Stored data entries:
--------------------

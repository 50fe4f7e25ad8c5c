//! The tower service that performs the actual exchange.
//!
//! Any `Service<Request<Full<Bytes>>>` can stand in for the default hyper
//! stack (see [`FetchClientBuilder::transport`](crate::FetchClientBuilder::transport)),
//! which is how tests run the client without a network.

use crate::error::{BoxError, BuildError};
use crate::redirect::RedirectPolicy;
use bytes::Bytes;
use http::{Request, Response};
use http_body_util::{BodyExt, Full};
use hyper_rustls::HttpsConnector;
use hyper_util::client::legacy::Client;
use hyper_util::client::legacy::connect::HttpConnector;
use hyper_util::rt::{TokioExecutor, TokioTimer};
use std::sync::Arc;
use std::time::Duration;
use tower::util::BoxCloneSyncService;
use tower::{ServiceBuilder, ServiceExt};
use tower_http::decompression::DecompressionLayer;
use tower_http::follow_redirect::FollowRedirectLayer;

/// Response body after decompression, type-erased
pub type ResponseBody = http_body_util::combinators::BoxBody<Bytes, BoxError>;

/// Type-erased transport service
pub type TransportService =
    BoxCloneSyncService<Request<Full<Bytes>>, Response<ResponseBody>, BoxError>;

/// How long idle pooled connections are kept
const POOL_IDLE_TIMEOUT: Duration = Duration::from_secs(90);

/// Wrap any compatible service as a [`TransportService`].
pub fn boxed<S, B>(service: S) -> TransportService
where
    S: tower::Service<Request<Full<Bytes>>, Response = Response<B>> + Clone + Send + Sync + 'static,
    S::Future: Send + 'static,
    S::Error: Into<BoxError>,
    B: http_body::Body<Data = Bytes> + Send + Sync + 'static,
    B::Error: Into<BoxError>,
{
    let service = service.map_response(box_response).map_err(Into::into);
    BoxCloneSyncService::new(service)
}

fn box_response<B>(response: Response<B>) -> Response<ResponseBody>
where
    B: http_body::Body<Data = Bytes> + Send + Sync + 'static,
    B::Error: Into<BoxError>,
{
    let (parts, body) = response.into_parts();
    Response::from_parts(parts, body.map_err(Into::into).boxed())
}

/// Build the default stack, outer to inner:
/// `Decompression → FollowRedirect → hyper legacy client`.
///
/// Plain `http` and `https` (HTTP/1.1 or HTTP/2 via ALPN) are both allowed;
/// TLS uses the webpki root set.
///
/// # Errors
/// Returns [`BuildError::Tls`] if the TLS connector cannot be initialised.
pub fn default_transport() -> Result<TransportService, BuildError> {
    let https = build_https_connector()?;

    let mut client_builder = Client::builder(TokioExecutor::new());
    // pool_idle_timeout needs a timer
    client_builder
        .pool_timer(TokioTimer::new())
        .pool_idle_timeout(POOL_IDLE_TIMEOUT);
    let hyper_client = client_builder.build::<_, Full<Bytes>>(https);

    let service = ServiceBuilder::new()
        .layer(DecompressionLayer::new())
        .layer(FollowRedirectLayer::with_policy(RedirectPolicy::new()))
        .service(hyper_client);

    Ok(boxed(service))
}

/// The installed default crypto provider, or aws-lc-rs without installing it.
fn crypto_provider() -> Arc<rustls::crypto::CryptoProvider> {
    rustls::crypto::CryptoProvider::get_default()
        .cloned()
        .unwrap_or_else(|| Arc::new(rustls::crypto::aws_lc_rs::default_provider()))
}

fn build_https_connector() -> Result<HttpsConnector<HttpConnector>, BuildError> {
    let connector = hyper_rustls::HttpsConnectorBuilder::new()
        .with_provider_and_webpki_roots(crypto_provider())
        .map_err(|e| BuildError::Tls(Box::new(e)))?
        .https_or_http()
        .enable_all_versions()
        .build();
    Ok(connector)
}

--------------------

* **TASK ITEM**
On how many lines of the data does the word "BoxCloneSyncService" appear? Reply with the number alone.

* **THE COMPLETED TASK**
3